Si j’ai ici des succès les succès seront pour moi seul. J’agis prudemment. Et pour parler en anglais, je cargue les voiles et je reste en panne, en attendant qu’un bon vent revienne En me retirant, j’agis avec éclat. J’entre par mon propre choix dans une situation, très difficile très périlleuse, qui peut avoir de la grandeur. Je pourrais tout résumer en deux noms propres. Me retirer avec M. Thiers. Rester avec M. Molé. Lequel des deux bassins contient le moins inconvénients. Pensez-y bien, je vous prie. Causez-en avec Génie qui vous dira les petites choses. Il vous mettra au courant de ce que je ne puis bien savoir. L’état d’esprit de mes amis ascendants et de mes amis descendants. Adieu. Je ne vous parle pas d’autre chose aujourd’hui. Ceci peut devenir, très grave. J’en suis frappé Que ne donnerais-je pas pour une matinée avec vous! Peut-être vaut-il mieux que j’aie mon parti à prendre ici hors du brouhaha seul entre vous et moi, car vous me direz tout. Je n’écris sur ce sujet absolument à personne. Je ne m’engage avec personne. Je garde toute ma liberté. Adieu, adieu. A demain.

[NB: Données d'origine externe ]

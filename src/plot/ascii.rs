//! ASCII plotting for terminal output.
//!
//! This is intentionally "dumb" (fixed-size grid), optimized for:
//! - quick visual sanity checks in a terminal
//! - deterministic output (helpful for golden tests)
//!
//! Plot elements:
//! - observed points: `o`
//! - curves: one character per series, earlier series win on overlap

use crate::domain::{CurveFile, InterpMethod};

/// A curve to draw, with its plotting character and legend label.
#[derive(Debug, Clone, Copy)]
pub struct AsciiSeries<'a> {
    pub label: &'a str,
    pub ch: char,
    pub points: &'a [(f64, f64)],
}

/// Render observed `points` plus `curves` on a `width` x `height` grid.
pub fn render_ascii_plot(points: &[(f64, f64)], curves: &[AsciiSeries<'_>], width: usize, height: usize) -> String {
    let width = width.max(10);
    let height = height.max(5);

    let all = || points.iter().chain(curves.iter().flat_map(|c| c.points.iter()));
    let (x_min, x_max) = finite_range(all().map(|p| p.0)).unwrap_or((0.0, 1.0));
    let (y_min, y_max) = finite_range(all().map(|p| p.1)).unwrap_or((0.0, 1.0));
    let (y_min, y_max) = pad_range(y_min, y_max, 0.05);

    let mut grid = vec![vec![' '; width]; height];

    // Draw curves first (so points can overlay).
    for curve in curves {
        draw_curve(&mut grid, curve.points, curve.ch, x_min, x_max, y_min, y_max);
    }

    for &(x, y) in points {
        if !(x.is_finite() && y.is_finite()) {
            continue;
        }
        let col = map_x(x, x_min, x_max, width);
        let row = map_y(y, y_min, y_max, height);
        grid[row][col] = 'o';
    }

    // Build final string. We include a small header with ranges.
    let mut out = String::new();
    out.push_str(&format!(
        "Plot: x=[{x_min:.3}, {x_max:.3}] | y=[{y_min:.2}, {y_max:.2}]\n"
    ));

    for row in grid {
        out.push_str(&row.into_iter().collect::<String>());
        out.push('\n');
    }

    if !curves.is_empty() {
        let mut legend: Vec<String> = Vec::new();
        if !points.is_empty() {
            legend.push("o data".to_string());
        }
        legend.extend(curves.iter().map(|c| format!("{} {}", c.ch, c.label)));
        out.push_str(&format!("legend: {}\n", legend.join(" | ")));
    }

    out
}

/// Render a saved curve file: samples plus both interpolants.
pub fn render_ascii_plot_from_curve_file(curve: &CurveFile, width: usize, height: usize) -> String {
    let samples: Vec<(f64, f64)> = curve.samples.iter().map(|p| (p.x, p.y)).collect();
    let spline = curve.grid.series(InterpMethod::Spline);
    let lagrange = curve.grid.series(InterpMethod::Lagrange);
    let curves = [
        AsciiSeries { label: InterpMethod::Spline.display_name(), ch: '-', points: &spline },
        AsciiSeries { label: InterpMethod::Lagrange.display_name(), ch: '.', points: &lagrange },
    ];
    render_ascii_plot(&samples, &curves, width, height)
}

fn finite_range(values: impl Iterator<Item = f64>) -> Option<(f64, f64)> {
    let mut min = f64::INFINITY;
    let mut max = f64::NEG_INFINITY;
    for v in values.filter(|v| v.is_finite()) {
        min = min.min(v);
        max = max.max(v);
    }
    if min.is_finite() && max.is_finite() && max > min {
        Some((min, max))
    } else {
        None
    }
}

fn pad_range(min: f64, max: f64, frac: f64) -> (f64, f64) {
    let span = (max - min).abs();
    let pad = (span * frac).max(1e-12);
    (min - pad, max + pad)
}

fn map_x(x: f64, x_min: f64, x_max: f64, width: usize) -> usize {
    let width = width.max(2);
    let u = ((x - x_min) / (x_max - x_min)).clamp(0.0, 1.0);
    (u * (width as f64 - 1.0)).round() as usize
}

fn map_y(y: f64, y_min: f64, y_max: f64, height: usize) -> usize {
    let height = height.max(2);
    let u = ((y - y_min) / (y_max - y_min)).clamp(0.0, 1.0);
    // y=top is max -> row 0
    (height as f64 - 1.0 - (u * (height as f64 - 1.0))).round() as usize
}

fn draw_curve(
    grid: &mut [Vec<char>],
    curve: &[(f64, f64)],
    ch: char,
    x_min: f64,
    x_max: f64,
    y_min: f64,
    y_max: f64,
) {
    let height = grid.len();
    let width = grid[0].len();

    let mut prev = None;
    for &(x, y) in curve {
        if !(x.is_finite() && y.is_finite()) {
            prev = None;
            continue;
        }
        let col = map_x(x, x_min, x_max, width);
        let row = map_y(y, y_min, y_max, height);
        match prev {
            Some((c0, r0)) => draw_line(grid, c0, r0, col, row, ch),
            None if grid[row][col] == ' ' => grid[row][col] = ch,
            None => {}
        }
        prev = Some((col, row));
    }
}

/// Integer line drawing (Bresenham-ish).
fn draw_line(grid: &mut [Vec<char>], x0: usize, y0: usize, x1: usize, y1: usize, ch: char) {
    let mut x0 = x0 as isize;
    let mut y0 = y0 as isize;
    let x1 = x1 as isize;
    let y1 = y1 as isize;

    let dx = (x1 - x0).abs();
    let sx = if x0 < x1 { 1 } else { -1 };
    let dy = -(y1 - y0).abs();
    let sy = if y0 < y1 { 1 } else { -1 };
    let mut err = dx + dy;

    loop {
        if y0 >= 0
            && (y0 as usize) < grid.len()
            && x0 >= 0
            && (x0 as usize) < grid[0].len()
            && grid[y0 as usize][x0 as usize] == ' '
        {
            grid[y0 as usize][x0 as usize] = ch;
        }

        if x0 == x1 && y0 == y1 {
            break;
        }
        let e2 = 2 * err;
        if e2 >= dy {
            err += dy;
            x0 += sx;
        }
        if e2 <= dx {
            err += dx;
            y0 += sy;
        }
    }
}

#[cfg(test)]
mod tests {
    use super::*;
    use crate::domain::{CurveGrid, DataPoint};
    use crate::interp::SplineBoundary;

    #[test]
    fn plot_golden_snapshot_small() {
        let points = [(1.0, 100.0), (10.0, 110.0)];
        let flat = [(1.0, 100.0), (10.0, 100.0)];
        let curves = [AsciiSeries { label: "fit", ch: '-', points: &flat }];

        let txt = render_ascii_plot(&points, &curves, 10, 5);
        let expected = concat!(
            "Plot: x=[1.000, 10.000] | y=[99.50, 110.50]\n",
            "         o\n",
            "          \n",
            "          \n",
            "          \n",
            "o---------\n",
            "legend: o data | - fit\n",
        );
        assert_eq!(txt, expected);
    }

    #[test]
    fn earlier_series_win_on_overlap() {
        let rising = [(0.0, 0.0), (10.0, 10.0)];
        let falling = [(0.0, 10.0), (10.0, 0.0)];
        let curves = [
            AsciiSeries { label: "up", ch: '/', points: &rising },
            AsciiSeries { label: "down", ch: '\\', points: &falling },
        ];

        let txt = render_ascii_plot(&[], &curves, 11, 11);
        let rows: Vec<&str> = txt.lines().collect();
        assert_eq!(rows.len(), 1 + 11 + 1);
        // Both diagonals meet in the middle cell, which keeps the first series.
        assert_eq!(rows[6].chars().nth(5), Some('/'));
        assert!(txt.contains('\\'));
        assert_eq!(rows[12], "legend: / up | \\ down");
    }

    #[test]
    fn curve_file_plot_shows_samples_and_both_methods() {
        let curve = CurveFile {
            tool: "resfit".to_string(),
            boundary: SplineBoundary::Natural,
            samples: vec![DataPoint { x: 0.0, y: 0.0 }, DataPoint { x: 2.0, y: 4.0 }],
            peaks: Vec::new(),
            grid: CurveGrid {
                x: vec![0.0, 1.0, 2.0],
                lagrange: vec![0.0, 1.0, 4.0],
                spline: vec![0.0, 2.0, 4.0],
            },
        };
        let txt = render_ascii_plot_from_curve_file(&curve, 20, 8);
        assert!(txt.contains('o'));
        assert!(txt.contains('-'));
        assert!(txt.ends_with("legend: o data | - Cubic spline | . Lagrange\n"));
    }
}
//! Built-in neutron resonance scattering measurements.
//!
//! Nine cross-section samples around a single resonance, used when no sample
//! file is supplied.

use crate::domain::DataPoint;

/// Incident neutron energy (MeV).
pub const ENERGY_MEV: [f64; 9] = [0.0, 25.0, 50.0, 75.0, 100.0, 125.0, 150.0, 175.0, 200.0];

/// Measured cross section (mb).
pub const CROSS_SECTION_MB: [f64; 9] = [10.6, 16.0, 45.0, 83.5, 52.8, 19.9, 10.8, 8.25, 4.7];

/// The reference samples as points.
pub fn reference_samples() -> Vec<DataPoint> {
    ENERGY_MEV
        .iter()
        .zip(CROSS_SECTION_MB.iter())
        .map(|(&x, &y)| DataPoint { x, y })
        .collect()
}

#[cfg(test)]
mod tests {
    use super::*;

    #[test]
    fn reference_samples_are_sorted_and_complete() {
        let samples = reference_samples();
        assert_eq!(samples.len(), 9);
        assert!(samples.windows(2).all(|w| w[0].x < w[1].x));
        assert_eq!(samples[2], DataPoint { x: 50.0, y: 45.0 });
    }
}
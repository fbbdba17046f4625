use crate::error::NumericError;

use super::{QueryPoints, validate_samples};

/// Global Lagrange interpolating polynomial through `n` samples.
///
/// `p(x) = Σ y_i · L_i(x)` with `L_i(x) = Π_{j≠i} (x - x_j) / (x_i - x_j)`.
///
/// The basis denominators `Π_{j≠i} (x_i - x_j)` are computed once at
/// construction; each evaluation is O(n²). Sample order does not matter.
/// The numerator at a node is built with the same operations as its
/// denominator, so samples are reproduced exactly.
#[derive(Debug, Clone)]
pub struct LagrangeInterp {
    xs: Vec<f64>,
    ys: Vec<f64>,
    denoms: Vec<f64>,
}

impl LagrangeInterp {
    /// Build the interpolant. Requires at least one sample and distinct x values.
    pub fn new(x_data: &[f64], y_data: &[f64]) -> Result<Self, NumericError> {
        validate_samples(x_data, y_data, 1)?;

        let n = x_data.len();
        for i in 0..n {
            for j in (i + 1)..n {
                if x_data[i] == x_data[j] {
                    return Err(NumericError::DuplicateX { first: i, second: j });
                }
            }
        }

        let denoms = (0..n)
            .map(|i| {
                (0..n)
                    .filter(|&j| j != i)
                    .fold(1.0, |acc, j| acc * (x_data[i] - x_data[j]))
            })
            .collect();

        Ok(Self {
            xs: x_data.to_vec(),
            ys: y_data.to_vec(),
            denoms,
        })
    }

    /// Evaluate the polynomial at a single point.
    pub fn eval(&self, x: f64) -> f64 {
        let n = self.xs.len();
        let mut result = 0.0;
        for i in 0..n {
            let numer = (0..n)
                .filter(|&j| j != i)
                .fold(1.0, |acc, j| acc * (x - self.xs[j]));
            result += self.ys[i] * (numer / self.denoms[i]);
        }
        result
    }

    /// Evaluate at a scalar or at every point of a sequence.
    pub fn eval_at<Q: QueryPoints>(&self, x: Q) -> Q::Output {
        x.map_points(|v| self.eval(v))
    }

    /// Polynomial degree (`n - 1`).
    pub fn degree(&self) -> usize {
        self.xs.len() - 1
    }
}
//! Read/write curve JSON files.
//!
//! Curve JSON is the portable record of an interpolation run:
//! - the input samples and spline boundary condition
//! - the peak/FWHM estimate per method
//! - the dense evaluation grid for both interpolants
//!
//! The schema is defined by `domain::CurveFile`; `resfit plot --curve` re-renders it.

use std::fs::File;
use std::io::BufWriter;
use std::path::Path;

use crate::domain::CurveFile;
use crate::error::AppError;

/// Write a curve JSON file.
pub fn write_curve_json(path: &Path, curve: &CurveFile) -> Result<(), AppError> {
    let file = File::create(path)
        .map_err(|e| AppError::new(2, format!("Failed to create curve JSON '{}': {e}", path.display())))?;

    serde_json::to_writer_pretty(BufWriter::new(file), curve)
        .map_err(|e| AppError::new(2, format!("Failed to write curve JSON: {e}")))?;

    log::info!("wrote curve JSON to '{}'", path.display());
    Ok(())
}

/// Read a curve JSON file.
pub fn read_curve_json(path: &Path) -> Result<CurveFile, AppError> {
    let file = File::open(path)
        .map_err(|e| AppError::new(2, format!("Failed to open curve JSON '{}': {e}", path.display())))?;
    let curve: CurveFile =
        serde_json::from_reader(file).map_err(|e| AppError::new(2, format!("Invalid curve JSON: {e}")))?;

    let n = curve.grid.x.len();
    if curve.grid.lagrange.len() != n || curve.grid.spline.len() != n {
        return Err(AppError::new(
            2,
            format!(
                "Invalid curve JSON: grid columns differ in length (x={n}, lagrange={}, spline={}).",
                curve.grid.lagrange.len(),
                curve.grid.spline.len()
            ),
        ));
    }
    Ok(curve)
}

#[cfg(test)]
mod tests {
    use std::io::Write;

    use super::*;
    use crate::domain::{CurveGrid, DataPoint, InterpMethod, MethodPeak};
    use crate::interp::{Peak, SplineBoundary};

    fn curve() -> CurveFile {
        CurveFile {
            tool: "resfit".to_string(),
            boundary: SplineBoundary::NotAKnot,
            samples: vec![DataPoint { x: 0.0, y: 1.0 }, DataPoint { x: 1.0, y: 3.0 }],
            peaks: vec![MethodPeak {
                method: InterpMethod::Spline,
                peak: Peak { x: 1.0, height: 3.0, left_x: 0.25, right_x: 1.0, fwhm: 0.75 },
            }],
            grid: CurveGrid {
                x: vec![0.0, 0.5, 1.0],
                lagrange: vec![1.0, 2.0, 3.0],
                spline: vec![1.0, 2.0, 3.0],
            },
        }
    }

    #[test]
    fn curve_json_survives_a_write_read_cycle() {
        let dir = tempfile::tempdir().unwrap();
        let path = dir.path().join("curve.json");
        write_curve_json(&path, &curve()).unwrap();

        let text = std::fs::read_to_string(&path).unwrap();
        assert!(text.contains("\"boundary\": \"not-a-knot\""), "{text}");
        assert_eq!(read_curve_json(&path).unwrap(), curve());
    }

    #[test]
    fn ragged_grid_is_rejected() {
        let mut bad = curve();
        bad.grid.spline.pop();
        let mut file = tempfile::NamedTempFile::new().unwrap();
        write!(file, "{}", serde_json::to_string(&bad).unwrap()).unwrap();

        let err = read_curve_json(file.path()).unwrap_err();
        assert_eq!(err.exit_code(), 2);
        assert!(err.to_string().contains("differ in length"));
    }

    #[test]
    fn garbage_is_invalid_json() {
        let mut file = tempfile::NamedTempFile::new().unwrap();
        write!(file, "not json").unwrap();
        assert!(read_curve_json(file.path()).unwrap_err().to_string().starts_with("Invalid curve JSON"));
    }
}
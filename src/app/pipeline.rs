//! Shared pipeline logic behind the CLI subcommands.
//!
//! Keeping the workflows here keeps `app` focused on presentation:
//! - interpolation: samples -> Lagrange + spline -> dense grid -> peaks -> queries
//! - growth: series -> initial guess (optional tau grid) -> LM fit -> residuals

use std::path::{Path, PathBuf};

use crate::data::reference_samples;
use crate::domain::{
    CurveFile, CurveGrid, DataPoint, DatasetStats, GrowthConfig, InterpConfig, InterpMethod, KineticModel,
    MethodPeak, ModelResidual, QueryValue,
};
use crate::error::AppError;
use crate::fit::{ModelFit, compute_residuals, fit_model, grid_seed, log_space};
use crate::interp::{CubicSpline, LagrangeInterp, SplineBoundary, analyze_peak, linspace};
use crate::io::{IngestedData, load_samples, load_series};
use crate::math::LmSettings;
use crate::models::sample_model;

/// Points on each fitted curve drawn in charts and plots.
const FIT_CURVE_POINTS: usize = 300;

/// All computed outputs of a single `resfit interp` run.
#[derive(Debug, Clone)]
pub struct InterpRun {
    /// Where the samples came from (file path or built-in label).
    pub source: String,
    pub samples: Vec<DataPoint>,
    pub stats: DatasetStats,
    pub boundary: SplineBoundary,
    pub grid: CurveGrid,
    pub peaks: Vec<MethodPeak>,
    pub queries: Vec<QueryValue>,
}

impl InterpRun {
    /// Portable JSON representation of this run.
    pub fn curve_file(&self) -> CurveFile {
        CurveFile {
            tool: "resfit".to_string(),
            boundary: self.boundary,
            samples: self.samples.clone(),
            peaks: self.peaks.clone(),
            grid: self.grid.clone(),
        }
    }
}

/// Execute the interpolation comparison.
pub fn run_interp(config: &InterpConfig) -> Result<InterpRun, AppError> {
    if config.dense_points < 2 {
        return Err(AppError::new(2, "Dense grid needs at least 2 points."));
    }

    let (source, samples) = match &config.data_path {
        Some(path) => (path.display().to_string(), load_samples(path)?.points),
        None => ("built-in neutron resonance data".to_string(), reference_samples()),
    };
    let stats = DatasetStats::from_points(&samples).ok_or_else(|| AppError::new(3, "No samples to interpolate."))?;

    let xs: Vec<f64> = samples.iter().map(|p| p.x).collect();
    let ys: Vec<f64> = samples.iter().map(|p| p.y).collect();

    let lagrange = LagrangeInterp::new(&xs, &ys).map_err(|e| AppError::numeric("Lagrange interpolation", e))?;
    let spline = CubicSpline::with_boundary(&xs, &ys, config.boundary)
        .map_err(|e| AppError::numeric("cubic spline interpolation", e))?;

    let x = linspace(stats.x_min, stats.x_max, config.dense_points);
    let grid = CurveGrid {
        lagrange: lagrange.eval_at(&x),
        spline: spline.eval_at(&x),
        x,
    };

    let mut peaks = Vec::with_capacity(InterpMethod::ALL.len());
    for method in InterpMethod::ALL {
        let peak = analyze_peak(&grid.x, grid.values(method))
            .map_err(|e| AppError::numeric(&format!("{} peak", method.display_name()), e))?;
        log::info!(
            "{}: peak at x={:.3} (height {:.3}), FWHM={:.3}",
            method.display_name(),
            peak.x,
            peak.height,
            peak.fwhm
        );
        peaks.push(MethodPeak { method, peak });
    }

    let queries = config
        .queries
        .iter()
        .map(|&q| QueryValue {
            x: q,
            lagrange: lagrange.eval(q),
            spline: spline.eval(q),
        })
        .collect();

    Ok(InterpRun {
        source,
        samples,
        stats,
        boundary: config.boundary,
        grid,
        peaks,
        queries,
    })
}

/// Outputs for one fitted growth model.
#[derive(Debug, Clone)]
pub struct ModelRun {
    pub source: PathBuf,
    pub ingest: IngestedData,
    pub fit: ModelFit,
    pub residuals: Vec<ModelResidual>,
    /// Fitted curve sampled over the observed time range.
    pub curve: Vec<(f64, f64)>,
}

/// All computed outputs of a single `resfit fit` run (V first, then W).
#[derive(Debug, Clone)]
pub struct GrowthRun {
    pub models: Vec<ModelRun>,
}

/// Execute the growth-model fits.
pub fn run_growth(config: &GrowthConfig) -> Result<GrowthRun, AppError> {
    let models = vec![
        run_model(KineticModel::V, &config.v_data, config)?,
        run_model(KineticModel::W, &config.w_data, config)?,
    ];
    Ok(GrowthRun { models })
}

fn run_model(model: KineticModel, path: &Path, config: &GrowthConfig) -> Result<ModelRun, AppError> {
    let ingest = load_series(path)?;
    let settings = LmSettings {
        max_iter: config.max_iter,
        ..LmSettings::default()
    };

    let p0 = if config.grid_seed {
        seeded_guess(model, &ingest.points, config)?
    } else {
        match model {
            KineticModel::V => vec![config.tau0],
            KineticModel::W => vec![config.amplitude0, config.tau0],
        }
    };
    let fit = fit_model(model, &ingest.points, &p0, &settings)?;

    let residuals = compute_residuals(&ingest.points, &fit)?;
    let curve = sample_model(
        model,
        &fit.params,
        ingest.stats.x_min,
        ingest.stats.x_max,
        FIT_CURVE_POINTS,
    );

    Ok(ModelRun {
        source: path.to_path_buf(),
        ingest,
        fit,
        residuals,
        curve,
    })
}

fn seeded_guess(model: KineticModel, points: &[DataPoint], config: &GrowthConfig) -> Result<Vec<f64>, AppError> {
    let taus = log_space(config.tau_min, config.tau_max, config.tau_steps)?;
    let p0 = grid_seed(model, points, &taus)?;
    log::debug!("{} grid seed: {:?}", model.display_name(), p0);
    Ok(p0)
}

#[cfg(test)]
mod tests {
    use super::*;
    use crate::data::generate_sample;
    use crate::domain::SynthConfig;
    use crate::io::write_series_csv;

    fn interp_config() -> InterpConfig {
        InterpConfig {
            data_path: None,
            dense_points: 1000,
            queries: vec![50.0, -10.0, 250.0],
            boundary: SplineBoundary::Natural,
            chart: None,
            plot: false,
            plot_width: 80,
            plot_height: 20,
            export_grid: None,
            export_curve: None,
        }
    }

    #[test]
    fn reference_run_finds_the_resonance() {
        let run = run_interp(&interp_config()).unwrap();
        assert_eq!(run.samples.len(), 9);
        assert_eq!(run.grid.x.len(), 1000);
        assert_eq!(run.peaks.len(), 2);
        for mp in &run.peaks {
            assert!(mp.peak.x > 70.0 && mp.peak.x < 90.0, "{:?}", mp);
            assert!(mp.peak.fwhm > 20.0 && mp.peak.fwhm < 100.0, "{:?}", mp);
        }

        let at_50 = run.queries[0];
        assert!((at_50.lagrange - 45.0).abs() < 1e-9);
        assert!((at_50.spline - 45.0).abs() < 1e-9);
        assert!(run.queries.iter().all(|q| q.lagrange.is_finite() && q.spline.is_finite()));
    }

    #[test]
    fn curve_file_mirrors_run() {
        let run = run_interp(&interp_config()).unwrap();
        let curve = run.curve_file();
        assert_eq!(curve.samples, run.samples);
        assert_eq!(curve.peaks, run.peaks);
        assert_eq!(curve.grid.spline.len(), 1000);
    }

    #[test]
    fn tiny_dense_grid_is_rejected() {
        let mut config = interp_config();
        config.dense_points = 1;
        assert_eq!(run_interp(&config).unwrap_err().exit_code(), 2);
    }

    fn write_synth(dir: &Path, model: KineticModel, tau: f64, amplitude: f64) -> PathBuf {
        let out = dir.join(format!("{model:?}.txt"));
        let config = SynthConfig {
            model,
            tau,
            amplitude,
            n: 25,
            t_max: 12.0,
            noise: 0.0,
            seed: 1,
            out: out.clone(),
        };
        let sample = generate_sample(&config).unwrap();
        write_series_csv(&out, "time,activity", &sample.points).unwrap();
        out
    }

    fn growth_config(v_data: PathBuf, w_data: PathBuf, grid_seed: bool) -> GrowthConfig {
        GrowthConfig {
            v_data,
            w_data,
            tau0: 1.0,
            amplitude0: 1.0,
            grid_seed,
            tau_min: 0.01,
            tau_max: 100.0,
            tau_steps: 200,
            max_iter: 200,
            chart_dir: None,
            show_residuals: false,
            plot: false,
            plot_width: 80,
            plot_height: 20,
        }
    }

    #[test]
    fn growth_run_recovers_synthetic_parameters() {
        let dir = tempfile::tempdir().unwrap();
        let v = write_synth(dir.path(), KineticModel::V, 3.0, 1.0);
        let w = write_synth(dir.path(), KineticModel::W, 2.0, 0.6);

        for grid_seed in [false, true] {
            let run = run_growth(&growth_config(v.clone(), w.clone(), grid_seed)).unwrap();
            assert_eq!(run.models.len(), 2);

            let v_fit = &run.models[0].fit;
            assert_eq!(v_fit.model, KineticModel::V);
            assert!((v_fit.tau() - 3.0).abs() < 1e-4, "tau = {}", v_fit.tau());

            let w_fit = &run.models[1].fit;
            assert!((w_fit.params[0] - 0.6).abs() < 1e-4, "A = {}", w_fit.params[0]);
            assert!((w_fit.tau() - 2.0).abs() < 1e-4, "tau = {}", w_fit.tau());

            assert_eq!(run.models[1].curve.len(), FIT_CURVE_POINTS);
            assert_eq!(run.models[1].residuals.len(), 25);
        }
    }

    #[test]
    fn noisy_growth_data_fits_from_the_default_guess() {
        let dir = tempfile::tempdir().unwrap();
        let w = dir.path().join("w.txt");
        let config = SynthConfig {
            model: KineticModel::W,
            tau: 2.5,
            amplitude: 50.0,
            n: 40,
            t_max: 19.5,
            noise: 2.0,
            seed: 0,
            out: w.clone(),
        };
        write_series_csv(&w, "time,activity", &generate_sample(&config).unwrap().points).unwrap();
        let v = write_synth(dir.path(), KineticModel::V, 3.0, 1.0);

        let run = run_growth(&growth_config(v, w, false)).unwrap();
        let w_fit = &run.models[1].fit;
        assert!((w_fit.params[0] - 50.0).abs() < 2.5, "{:?}", w_fit.params);
        assert!((w_fit.tau() - 2.5).abs() < 0.125, "{:?}", w_fit.params);
    }

    #[test]
    fn fit_failures_propagate() {
        let dir = tempfile::tempdir().unwrap();
        let v = write_synth(dir.path(), KineticModel::V, 3.0, 1.0);
        let w = write_synth(dir.path(), KineticModel::W, 2.0, 0.6);
        let mut config = growth_config(v, w, false);
        config.max_iter = 1;

        let err = run_growth(&config).unwrap_err();
        assert_eq!(err.exit_code(), 4);
        assert!(err.to_string().contains("fit: no convergence"), "{err}");
    }

    #[test]
    fn missing_series_file_is_an_input_error() {
        let dir = tempfile::tempdir().unwrap();
        let config = growth_config(dir.path().join("nope.txt"), dir.path().join("nope.txt"), false);
        assert_eq!(run_growth(&config).unwrap_err().exit_code(), 2);
    }
}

329. Paris, Dimanche 22 mars 1840, Dorothée de Lieven à François Guizot
4 1/2 h.
Je viens de voir Mad. de Boigne, elle me parait croire que la combinaison Soult Molé est parfaitement sûre M. Molé n’y fera pas faute. Il accepte moins qu’il n’a en suivant l’exemple de Thiers, qui aussi avait consenti à la présidence de Broglie, de Soult & & ce précédent met à couvert l’amour propre de Molé. Il parait que le Maréchal a plus de regret de se séparer des aff. Etrangères. Cependant cela est convenu 801 et Dufauré c’est fait aussi. Duchatel n’est pas tout à fait aussi avancé mais on a peu de doute. En tout on regarde l’affaire à peu près comme consommée tant on croit ici facilement, aussi les vraisemblances sont bien pour cela. M. de Broglie à qui Mad. de Boigne demandait avant-hier ce qu’il pensait du ministère, a dit qu’il donnerait un an. M. de Broglie est un grand baby. M. de Rémusat dînait hier chez Mad. de Boigne, à elle il n’a pas dit tout ce qu’il pensait de la journée, mais à un autre dans son salon ; il a dit, le rapport est déplorable, C’est une mauvaise situation. Madame de Boigne ne doute pas, si le changement arrive que Messieurs de Broglie, Rémusat, Dumerger d’Hausaine vous somment de revenir. Elle ne doute également pas que M. Molé ne vous demande de rester. Elle ajoute Si M. G. me faisait l’honneur de me consulter ce qu’il ne fera assurement pas, je lui dirai de rester. En revenant il ne mettrait à la suite de Thiers avec trois ou quatre homme de feu son parti. Ce n’est vraiment pas une situation qu’il puisse accepter. Et venir le mettre à la tête du parti Duchâtel pour donner son appui au Ministère, c’est se déclarer trop brusquement l’ennemi de l’homme qu’il vient de servir. Si M. Thiers passe à l’état d’opposition s’y montre dangereux pour le pouvoir du roi alors sera le moment pour M. Guizot de venir le combattre. Aujourd’hui ce qu’il a de mieux à faire est de rester où il est." On dira donc que M. Guizot accepte tout le monde. " C’est ce que diront quatre ou cinq hommes M. de Broglie à la tête ; et voilà tout, et M de Broglie a de la passion contre M. Molé." Mad. de Boigne ne vous acorde de motifs de revenir que si M. Duchatel n’était pas du Ministère. Je crois que je vous ai raconté toute ma visite. Je vous raconterai tout. et je me garderai bien de vous rien dire pour mon compte. Vous n’avez pas besoin de mon opinion d’ailleurs. L’affaire n’est pas faite.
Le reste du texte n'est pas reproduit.